- **TASK DESCRIPTION**
When you return the entries, keep every word and mark exactly as it is.

[[ RECORDS SHOWN open ]]

//! JWT creation and verification.

use chrono::Utc;
use jsonwebtoken::{Algorithm, DecodingKey, EncodingKey, Header, Validation, decode, encode};

use eduzone_config::JwtConfig;
use eduzone_core::AppError;
use eduzone_models::UserRole;

use crate::claims::Claims;

/// `(iat, exp)` claim values for a token issued at `now` living `expiry_secs`.
///
/// Out-of-range inputs are an internal error rather than a clamped claim.
fn validity_window(now: i64, expiry_secs: i64) -> Result<(usize, usize), AppError> {
    let iat = usize::try_from(now)
        .map_err(|_| AppError::internal(anyhow::anyhow!("System clock is before the epoch")))?;
    let lifetime = usize::try_from(expiry_secs)
        .ok()
        .filter(|secs| *secs > 0)
        .ok_or_else(|| {
            AppError::internal(anyhow::anyhow!("Invalid token lifetime: {}s", expiry_secs))
        })?;
    let exp = iat
        .checked_add(lifetime)
        .ok_or_else(|| AppError::internal(anyhow::anyhow!("Token expiry overflows")))?;
    Ok((iat, exp))
}

/// Creates a signed access token valid for `jwt_config.expiry_secs`.
///
/// # Errors
///
/// Returns an internal error if the lifetime is unusable or encoding fails.
pub fn create_access_token(
    user_id: i64,
    email: &str,
    role: UserRole,
    jwt_config: &JwtConfig,
) -> Result<String, AppError> {
    let (now, exp) = validity_window(Utc::now().timestamp(), jwt_config.expiry_secs)?;

    let claims = Claims {
        id: user_id,
        email: email.to_string(),
        role,
        iat: now,
        exp,
    };

    encode(
        &Header::new(Algorithm::HS256),
        &claims,
        &EncodingKey::from_secret(jwt_config.secret.as_bytes()),
    )
    .map_err(|e| AppError::internal(anyhow::anyhow!("Failed to create token: {}", e)))
}

/// Verifies signature and expiry (no leeway) and returns the claims.
///
/// # Errors
///
/// Returns 401 "Invalid token" for any malformed, expired or foreign token.
pub fn verify_token(token: &str, jwt_config: &JwtConfig) -> Result<Claims, AppError> {
    let mut validation = Validation::new(Algorithm::HS256);
    validation.leeway = 0;

    decode::<Claims>(
        token,
        &DecodingKey::from_secret(jwt_config.secret.as_bytes()),
        &validation,
    )
    .map(|data| data.claims)
    .map_err(|_| AppError::unauthorized("Invalid token"))
}

#[cfg(test)]
mod tests {
    use super::*;

    fn config() -> JwtConfig {
        JwtConfig::new("unit-test-secret-0123456789", 3600)
    }

    #[test]
    fn test_round_trip() {
        let token = create_access_token(7, "ada@eduzone.com", UserRole::Teacher, &config()).unwrap();
        let claims = verify_token(&token, &config()).unwrap();
        assert_eq!(claims.id, 7);
        assert_eq!(claims.email, "ada@eduzone.com");
        assert_eq!(claims.role, UserRole::Teacher);
        assert_eq!(claims.exp - claims.iat, 3600);
    }

    #[test]
    fn test_foreign_secret_rejected() {
        let token = create_access_token(7, "ada@eduzone.com", UserRole::Admin, &config()).unwrap();
        let other = JwtConfig::new("another-secret-9876543210", 3600);
        let err = verify_token(&token, &other).unwrap_err();
        assert_eq!(err.status.as_u16(), 401);
        assert_eq!(err.public_message(), "Invalid token");
    }

    #[test]
    fn test_expired_token_rejected_without_leeway() {
        let now = usize::try_from(Utc::now().timestamp()).unwrap();
        let claims = Claims {
            id: 1,
            email: "ada@eduzone.com".into(),
            role: UserRole::Parent,
            iat: now - 120,
            exp: now - 1,
        };
        let token = encode(
            &Header::new(Algorithm::HS256),
            &claims,
            &EncodingKey::from_secret(config().secret.as_bytes()),
        )
        .unwrap();

        assert!(verify_token(&token, &config()).is_err());
    }

    #[test]
    fn test_unusable_lifetime_is_an_error() {
        assert_eq!(validity_window(1_000, 60).unwrap(), (1_000, 1_060));
        assert!(validity_window(1_000, 0).is_err());
        assert!(validity_window(1_000, -5).is_err());
        assert!(validity_window(-1, 60).is_err());

        let err = create_access_token(
            7,
            "ada@eduzone.com",
            UserRole::Teacher,
            &JwtConfig::new("unit-test-secret-0123456789", -1),
        )
        .unwrap_err();
        assert_eq!(err.status.as_u16(), 500);
    }

    #[test]
    fn test_garbage_rejected() {
        assert!(verify_token("not.a.token", &config()).is_err());
        assert!(verify_token("", &config()).is_err());
    }
}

[[ RECORDS SHOWN closed ]]

- **RESULT OF THE EXERCISE**
//! JWT creation and verification.

use chrono::Utc;
use jsonwebtoken::{Algorithm, DecodingKey, EncodingKey, Header, Validation, decode, encode};

use eduzone_config::JwtConfig;
use eduzone_core::AppError;
use eduzone_models::UserRole;

use crate::claims::Claims;

/// `(iat, exp)` claim values for a token issued at `now` living `expiry_secs`.
///
/// Out-of-range inputs are an internal error rather than a clamped claim.
fn validity_window(now: i64, expiry_secs: i64) -> Result<(usize, usize), AppError> {
    let iat = usize::try_from(now)
        .map_err(|_| AppError::internal(anyhow::anyhow!("System clock is before the epoch")))?;
    let lifetime = usize::try_from(expiry_secs)
        .ok()
        .filter(|secs| *secs > 0)
        .ok_or_else(|| {
            AppError::internal(anyhow::anyhow!("Invalid token lifetime: {}s", expiry_secs))
        })?;
    let exp = iat
        .checked_add(lifetime)
        .ok_or_else(|| AppError::internal(anyhow::anyhow!("Token expiry overflows")))?;
    Ok((iat, exp))
}

/// Creates a signed access token valid for `jwt_config.expiry_secs`.
///
/// # Errors
///
/// Returns an internal error if the lifetime is unusable or encoding fails.
pub fn create_access_token(
    user_id: i64,
    email: &str,
    role: UserRole,
    jwt_config: &JwtConfig,
) -> Result<String, AppError> {
    let (now, exp) = validity_window(Utc::now().timestamp(), jwt_config.expiry_secs)?;

    let claims = Claims {
        id: user_id,
        email: email.to_string(),
        role,
        iat: now,
        exp,
    };

    encode(
        &Header::new(Algorithm::HS256),
        &claims,
        &EncodingKey::from_secret(jwt_config.secret.as_bytes()),
    )
    .map_err(|e| AppError::internal(anyhow::anyhow!("Failed to create token: {}", e)))
}

/// Verifies signature and expiry (no leeway) and returns the claims.
///
/// # Errors
///
/// Returns 401 "Invalid token" for any malformed, expired or foreign token.
pub fn verify_token(token: &str, jwt_config: &JwtConfig) -> Result<Claims, AppError> {
    let mut validation = Validation::new(Algorithm::HS256);
    validation.leeway = 0;

    decode::<Claims>(
        token,
        &DecodingKey::from_secret(jwt_config.secret.as_bytes()),
        &validation,
    )
    .map(|data| data.claims)
    .map_err(|_| AppError::unauthorized("Invalid token"))
}

#[cfg(test)]
mod tests {
    use super::*;

    fn config() -> JwtConfig {
        JwtConfig::new("unit-test-secret-0123456789", 3600)
    }

    #[test]
    fn test_round_trip() {
        let token = create_access_token(7, "ada@eduzone.com", UserRole::Teacher, &config()).unwrap();
        let claims = verify_token(&token, &config()).unwrap();
        assert_eq!(claims.id, 7);
        assert_eq!(claims.email, "ada@eduzone.com");
        assert_eq!(claims.role, UserRole::Teacher);
        assert_eq!(claims.exp - claims.iat, 3600);
    }

    #[test]
    fn test_foreign_secret_rejected() {
        let token = create_access_token(7, "ada@eduzone.com", UserRole::Admin, &config()).unwrap();
        let other = JwtConfig::new("another-secret-9876543210", 3600);
        let err = verify_token(&token, &other).unwrap_err();
        assert_eq!(err.status.as_u16(), 401);
        assert_eq!(err.public_message(), "Invalid token");
    }

    #[test]
    fn test_expired_token_rejected_without_leeway() {
        let now = usize::try_from(Utc::now().timestamp()).unwrap();
        let claims = Claims {
            id: 1,
            email: "ada@eduzone.com".into(),
            role: UserRole::Parent,
            iat: now - 120,
            exp: now - 1,
        };
        let token = encode(
            &Header::new(Algorithm::HS256),
            &claims,
            &EncodingKey::from_secret(config().secret.as_bytes()),
        )
        .unwrap();

        assert!(verify_token(&token, &config()).is_err());
    }

    #[test]
    fn test_unusable_lifetime_is_an_error() {
        assert_eq!(validity_window(1_000, 60).unwrap(), (1_000, 1_060));
        assert!(validity_window(1_000, 0).is_err());
        assert!(validity_window(1_000, -5).is_err());
        assert!(validity_window(-1, 60).is_err());

        let err = create_access_token(
            7,
            "ada@eduzone.com",
            UserRole::Teacher,
            &JwtConfig::new("unit-test-secret-0123456789", -1),
        )
        .unwrap_err();
        assert_eq!(err.status.as_u16(), 500);
    }

    #[test]
    fn test_garbage_rejected() {
        assert!(verify_token("not.a.token", &config()).is_err());
        assert!(verify_token("", &config()).is_err());
    }
}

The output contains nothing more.